Perasaan Isya bercampuk aduk antara gugup dan takut jatuh, Kalan tersenyum kecil miring dibalik kaca helm full face—nya. Tangan kiri Kalan pun menarik tangan milik cewek itu untuk berpegangan lebih erat di pinggangnya.

"Kalau dibilangin gue itu jangan ngelak."

"Lo sengaja ya, biar gue meluk lo." Kesal Isya dengan wajah  yang memerah.

"Siapa juga yang sengaja, yang namanya jalanan pasti ada polisi tidur kalau misalnya lo nggak mau lo buat aja sendiri polisi bangun biar nggak ada anjlukan." Ledek Kalan.

"Terserah lo ngab. " Nyerah Isya membuat senyum dibibir Kalan mengembang.

Selama diperjalanan gadis itu terdiam, jantungnya masih berdetak kencang setelah kejadian itu Isya heran kenapa perasaannya susah dikendalikan saat didekat Kalan

Sial, masa gue udah bucin. No! Isya.

Kalan si cowok bersenyum manis itu merasa menang kali ini akhirnya dirinya harus bisa meluluhkan sifat batu anak itu, istrinya

Setelah sekitar 10 menit dari sekolah, akhirnya mereka sampai di sebuah tempat yang membuat gondok setengah mati kepada Kalan. Cowok itu menoleh ke arah Isya melalui kaca spion lalu tersenyum.

Mereka sampai di sebuah perkarangan rumah tempat tinggal Mama Isya dan  Serra,  Buna Kalan.

Isya mengkerutkan keningnya bingung, pasalnya tadi cowok itu berbicara kepada kedua temannya seolah mereka akan pergi ke sebuah tempat.

Serra memang masih memiliki Kahfi dan kedua anaknya berbeda dengan Mama Isya yang bernama Lintang,  Lintang adalah seorang janda jadi saat sebelum pernikahan mereka sudah sama sama saling memutuskan untuk Nagar dan Isya tinggal di rumah Lintang dengan keluarganya sedangkan Lintang bersama Serra.


Untuk Bang Dhuha?  Merupakan kaka kandung Isya sudah memiliki keluarganya sendiri membuat Lintang tidak enak jika harus merepotkan istri Bang Agra yang lumpuh.  Jadilah Serra ingin bersama Lintang yang merawatnya.

"Kok?
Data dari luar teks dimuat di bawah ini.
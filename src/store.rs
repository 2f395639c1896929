use anyhow::Result;
use serde::{Deserialize, Serialize};
use std::{
    fs::{self, File},
    io::{BufReader, BufWriter, ErrorKind, Write},
    path::Path,
};

use crate::{error::TunerError, model::channel::Channel};

/// Channels imported by the user and the playlist url they saved.
/// The whole file is rewritten on every change, concurrent writers overwrite each other.
#[derive(Debug, Default, Deserialize, Serialize)]
pub struct Store {
    #[serde(default)]
    pub custom_m3u_url: Option<String>,
    #[serde(default)]
    pub custom_sources: Vec<Channel>,
}

impl Store {
    /// A missing file is an empty store.
    pub fn try_from_file(path: impl AsRef<Path>) -> Result<Self> {
        let path = path.as_ref();
        let file = match File::open(path) {
            Ok(file) => file,
            Err(e) if e.kind() == ErrorKind::NotFound => return Ok(Self::default()),
            Err(e) => return Err(e.into()),
        };
        serde_json::from_reader(BufReader::new(file)).map_err(|e| {
            TunerError::Store(format!("`{}` is corrupted: {}", path.to_string_lossy(), e)).into()
        })
    }

    pub fn save(&self, path: impl AsRef<Path>) -> Result<()> {
        let path = path.as_ref();
        if let Some(parent) = path.parent() {
            fs::create_dir_all(parent)?;
        }
        let file = File::create(path)?;
        let mut writer = BufWriter::new(file);
        serde_json::to_writer_pretty(&mut writer, self)?;
        writer.flush()?;

        Ok(())
    }

    pub fn append(&mut self, channels: Vec<Channel>) {
        self.custom_sources.extend(channels);
    }

    /// Removes the channel at `index`, counting from 1.
    pub fn remove(&mut self, index: usize) -> Result<Channel> {
        if index == 0 || index > self.custom_sources.len() {
            return Err(TunerError::Syntax(format!(
                "no channel at position {} (there are {})",
                index,
                self.custom_sources.len()
            ))
            .into());
        }

        Ok(self.custom_sources.remove(index - 1))
    }

    pub fn clear_sources(&mut self) {
        self.custom_sources.clear();
    }

    pub fn set_url(&mut self, url: String) {
        self.custom_m3u_url = Some(url);
    }

    pub fn clear_url(&mut self) {
        self.custom_m3u_url = None;
    }
}

#[cfg(test)]
mod test {
    use super::*;
    use rand::distr::{Alphanumeric, SampleString};
    use std::path::PathBuf;

    fn tmp_path() -> PathBuf {
        let prefix = Alphanumeric.sample_string(&mut rand::rng(), 8);
        PathBuf::from("/tmp")
            .join(format!("{}-tuner", prefix))
            .join("channels.json")
    }

    fn channels(n: u32) -> Vec<Channel> {
        (0..n)
            .map(|i| {
                Channel::new_direct(10000 + i, format!("c{}", i), format!("http://x/{}", i), "News")
            })
            .collect()
    }

    #[test]
    fn missing_file_is_empty() {
        let store = Store::try_from_file(tmp_path()).unwrap();
        assert!(store.custom_sources.is_empty());
        assert!(store.custom_m3u_url.is_none());
    }

    #[test]
    fn save_and_reload() {
        let path = tmp_path();
        let mut store = Store::default();
        store.append(channels(3));
        store.set_url("http://x/list.m3u".into());
        store.save(&path).unwrap();

        let mut store = Store::try_from_file(&path).unwrap();
        assert_eq!(store.custom_sources, channels(3));
        assert_eq!(store.custom_m3u_url.as_deref(), Some("http://x/list.m3u"));

        // ids are not renumbered across imports
        store.append(channels(2));
        assert_eq!(store.custom_sources.len(), 5);
        assert_eq!(store.custom_sources[3].id, 10000);
        let _ = fs::remove_dir_all(path.parent().unwrap());
    }

    #[test]
    fn remove_by_position() {
        let mut store = Store::default();
        store.append(channels(3));
        assert!(store.remove(0).is_err());
        assert!(store.remove(4).is_err());
        let removed = store.remove(2).unwrap();
        assert_eq!(removed.title, "c1");
        let titles: Vec<_> = store.custom_sources.iter().map(|c| c.title.as_str()).collect();
        assert_eq!(titles, vec!["c0", "c2"]);
        store.clear_sources();
        assert!(store.custom_sources.is_empty());
    }

    #[test]
    fn corrupted_file() {
        let path = tmp_path();
        fs::create_dir_all(path.parent().unwrap()).unwrap();
        fs::write(&path, "{ not json").unwrap();
        assert!(Store::try_from_file(&path).is_err());
        let _ = fs::remove_dir_all(path.parent().unwrap());
    }

    #[test]
    fn partial_file() {
        let path = tmp_path();
        fs::create_dir_all(path.parent().unwrap()).unwrap();
        fs::write(&path, r#"{"custom_m3u_url": "http://x"}"#).unwrap();
        let mut store = Store::try_from_file(&path).unwrap();
        assert!(store.custom_sources.is_empty());
        store.clear_url();
        assert!(store.custom_m3u_url.is_none());
        let _ = fs::remove_dir_all(path.parent().unwrap());
    }
}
Kerumah sih!" Kesal Isya seraya mencebikkan bibirnya sambil menatap rumah mereka yang bersebelahan.

"Sya, turun aja dulu." Ucapnya yang nendapat kernyitan dahi cewek itu.

Dengan perasaan yang kesal cewek mungil itu turun dari motor besar milik Kalan, jujur ia agak kesulitan saat turun dari motor cowok itu karena posisi rok nya yang panjang dan sedikit ketat, kalau Isya sedang tidak kesal pun pasti ia sudah meminta bantuan dari cowok itu seperti biasanya.

Kalan yang masih terdiam berada di atas motor besar miliknya itu mengernyit bingung saat Isya tidak kunjung turun, ia lalu melirik dari kaca spion, benar saja cewek mungil itu sedang kesusahan seperti dugaanya.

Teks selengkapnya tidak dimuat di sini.